Una termita soldado cae ante el ataque de las matabele
Una termita soldado cae ante el ataque de las matabele-WIKIPEDIA

Las batallas suelen durar de cinco a 15 minutos. Las implacables matabele recorren el campo de batalla recogiendo a las termitas muertas para llevarlas al nido y alimentar al resto de la colmena. De nuevo forman en columna, y aquellas que van cargadas con el «botín» se colocan en el centro, bajo la protección de las otras. Más atrás, las rezagadas exploran los restos de la batalla, y recogen y curan a las hormigas heridas. En ocasiones, otros animales, como las arañas, se congregan en el campo de batalla en busca de heridos o muertos.

El sacrificio de las hormigas

No todas las hormigas heridas reciben socorro. Solo las heridas levemente reciben ayuda. Las que están más dañadas desisten y no piden atención, como si supieran que es inútil. «Las hormigas que resultan heridas tratan de levantarse. Si lo consiguen, vuelven a su posición de descanso y comienzan a liberar unas feromonas (compuestas por dimetil disulfuro, o DMDS, y dimetil trisulfuro, DMTS) que atraen la atención de las otras. Pero si no pueden levantarse, no liberan esta feromona, y si otra se acerca, tratan de impedir que les ayuden». Sencillamente, no cooperan con las rescatadoras y son dejadas atrás.

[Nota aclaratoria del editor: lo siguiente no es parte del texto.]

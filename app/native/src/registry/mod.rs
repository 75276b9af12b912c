//! Save Registry.
//!
//! Owns the ordered list of slots and the pointer to the slot whose icons are
//! currently on the desktop. Every mutation is persisted to the slot list file
//! before the call returns.
//!
//! # Switching
//!
//! Creating or activating a slot first captures the active slot, then (for
//! activation) restores the target. The two halves run strictly one after the
//! other. The slot list is only rewritten once both halves succeeded, so a
//! failure always leaves the previous active pointer on disk.

mod file;


use std::fs;
use std::path::PathBuf;

pub use file::SlotListFile;

use crate::core::constants::layout::{SAVES_DIR, SAVES_FILE};
use crate::core::{Error, Result};
use crate::snapshot::{CaptureReport, RestoreReport, Slot, Snapshotter, validate_name};

/// Phase of the registry's two-step switch.
#[derive(Debug, Clone, Copy, Default, PartialEq, Eq)]
pub enum SwitchState {
    /// No capture or restore is running.
    #[default]
    Idle,
    /// A capture or restore is moving files.
    Switching,
}

/// Outcome of a successful [`SaveRegistry::activate`].
#[derive(Debug)]
pub struct SwitchReport {
    /// Capture of the slot that was active before the call.
    pub captured: CaptureReport,
    /// Restore of the newly active slot.
    pub restored: RestoreReport,
}

/// Named save slots plus the active-slot pointer.
#[derive(Debug)]
pub struct SaveRegistry<E> {
    root: PathBuf,
    slots: Vec<Slot>,
    active: String,
    state: SwitchState,
    engine: E,
}

impl<E: Snapshotter> SaveRegistry<E> {
    /// Opens the registry stored under `root`, bootstrapping a fresh layout.
    ///
    /// Creates the root, its `saves/` folder and a slot list holding only
    /// `Default` when they are missing, and materializes the storage of every
    /// listed slot. Duplicate and unusable names in the slot list are skipped.
    ///
    /// # Errors
    ///
    /// Returns an error if the layout cannot be created or the slot list file
    /// is corrupt.
    pub fn open(root: impl Into<PathBuf>, engine: E) -> Result<Self> {
        let root = root.into();
        fs::create_dir_all(root.join(SAVES_DIR))?;

        let list = SlotListFile::load_or_init(&root.join(SAVES_FILE))?;
        let mut slots: Vec<Slot> = Vec::with_capacity(list.saves.len());
        for name in &list.saves {
            if slots.iter().any(|slot| slot.name() == name) {
                tracing::warn!(%name, "skipping duplicate slot name");
                continue;
            }
            match Slot::open(&root, name) {
                Ok(slot) => slots.push(slot),
                Err(err @ Error::InvalidSlotName { .. }) => tracing::warn!(%err, "skipping slot"),
                Err(err) => return Err(err),
            }
        }

        tracing::debug!(
            root = %root.display(),
            slots = slots.len(),
            active = %list.active_desktop,
            "opened save registry"
        );

        Ok(Self {
            root,
            slots,
            active: list.active_desktop,
            state: SwitchState::Idle,
            engine,
        })
    }

    /// Slot names in creation order.
    #[must_use]
    pub fn list(&self) -> Vec<&str> { self.slots.iter().map(Slot::name).collect() }

    /// Looks up a slot by name.
    #[must_use]
    pub fn slot(&self, name: &str) -> Option<&Slot> {
        self.slots.iter().find(|slot| slot.name() == name)
    }

    /// The slot whose icons are currently on the desktop.
    ///
    /// # Errors
    ///
    /// Returns [`Error::ActiveSlotInvalid`] if the persisted pointer names a
    /// slot that does not exist.
    pub fn active(&self) -> Result<&Slot> {
        self.slot(&self.active).ok_or_else(|| Error::active_invalid(&self.active, None))
    }

    /// The persisted active pointer, whether or not it resolves.
    #[must_use]
    pub fn active_name(&self) -> &str { &self.active }

    /// Current switch phase.
    #[must_use]
    pub const fn state(&self) -> SwitchState { self.state }

    /// The snapshot engine driving captures and restores.
    #[must_use]
    pub const fn engine(&self) -> &E { &self.engine }

    /// Saves the current desktop into the active slot and starts a new, empty
    /// slot called `name`, which becomes active.
    ///
    /// # Errors
    ///
    /// - [`Error::NameTaken`] if `name` exists, with nothing changed
    /// - [`Error::InvalidSlotName`] if `name` cannot be a folder name
    /// - [`Error::ActiveSlotInvalid`] if the active slot cannot be captured
    pub fn create(&mut self, name: &str) -> Result<CaptureReport> {
        if self.slot(name).is_some() {
            return Err(Error::NameTaken(name.to_string()));
        }
        validate_name(name)?;

        let captured = self.capture_active()?;

        self.slots.push(Slot::open(&self.root, name)?);
        self.active = name.to_string();
        self.persist()?;

        tracing::info!(slot = name, "created desktop");
        Ok(captured)
    }

    /// Saves the current desktop into the active slot and puts slot `name`
    /// onto the desktop.
    ///
    /// # Errors
    ///
    /// - [`Error::UnknownSlot`] if `name` does not exist
    /// - [`Error::AlreadyActive`] if `name` is already active
    /// - [`Error::ActiveSlotInvalid`] if the active slot cannot be captured
    /// - any restore error of the target slot; the active pointer is then left
    ///   unchanged
    pub fn activate(&mut self, name: &str) -> Result<SwitchReport> {
        let target = self.slot(name).cloned().ok_or_else(|| Error::UnknownSlot(name.to_string()))?;
        if self.active == name {
            return Err(Error::AlreadyActive(name.to_string()));
        }

        let captured = self.capture_active()?;
        let restored = self.switching(|engine| engine.restore(&target)).inspect_err(|err| {
            tracing::error!(slot = name, %err, "restore failed after the desktop was cleared");
        })?;

        self.active = name.to_string();
        self.persist()?;

        tracing::info!(slot = name, "activated desktop");
        Ok(SwitchReport { captured, restored })
    }

    fn capture_active(&mut self) -> Result<CaptureReport> {
        let active = self.active()?.clone();
        self.switching(|engine| engine.capture(&active))
            .map_err(|err| Error::active_invalid(active.name(), Some(err)))
    }

    fn switching<T>(&mut self, operation: impl FnOnce(&E) -> Result<T>) -> Result<T> {
        self.state = SwitchState::Switching;
        let result = operation(&self.engine);
        self.state = SwitchState::Idle;
        result
    }

    fn persist(&self) -> Result<()> {
        SlotListFile {
            active_desktop: self.active.clone(),
            saves: self.list().into_iter().map(str::to_string).collect(),
        }
        .store(&self.root.join(SAVES_FILE))
    }
}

De vuelta en el nido, las hormigas heridas reciben cuidados. Pueden pasar unos cuatro minutos «chupando» las heridas de sus compañeras: «Suponemos que es para limpiar las heridas o suministrar sustancias antimicrobianas», dice Frank. En ocasiones, el «tratamiento médico» consiste en retirar el cuerpo de las termitas soldado muertas, y que acaban enganchadas con sus mandíbulas a las hormigas. A veces, las hormigas más desafortunadas se quedan enganchadas durante días a la cabeza de una enemiga.

El tratamiento es muy importante. Puesto que la gran mayoría de las hormigas que componen las colmenas de matabele son hermanas, la diversidad genética de esta comunidad es muy baja. Esto implica que si hay una infección, esta podría transmitirse con facilidad por toda la comunidad. Con este fin, otros insectos sociales limpian los nidos, desparasitan a sus compañeros y usan materiales de construcción con propiedades antimicrobianas.

Los guerreros que acumulan cicatrices

Erik T. Frank explica que las hormigas que quedan mutiladas en combate, y que se quedan con cuatro o cinco patas en lugar de sus seis, tardan solo 24 horas en volver a caminar de nuevo, y que desde ese momento vuelven a combatir. Estas veteranas de guerra, acaban formando parte del 30 por ciento de las partidas de combate.

Por último, el investigador explica que ahora tratarán de averiguar si ese «tratamiento médico» implica aplicar sustancias qúimicas con propiedades antimicrobianas, y si otras especies de hormigas también curan a sus heridos.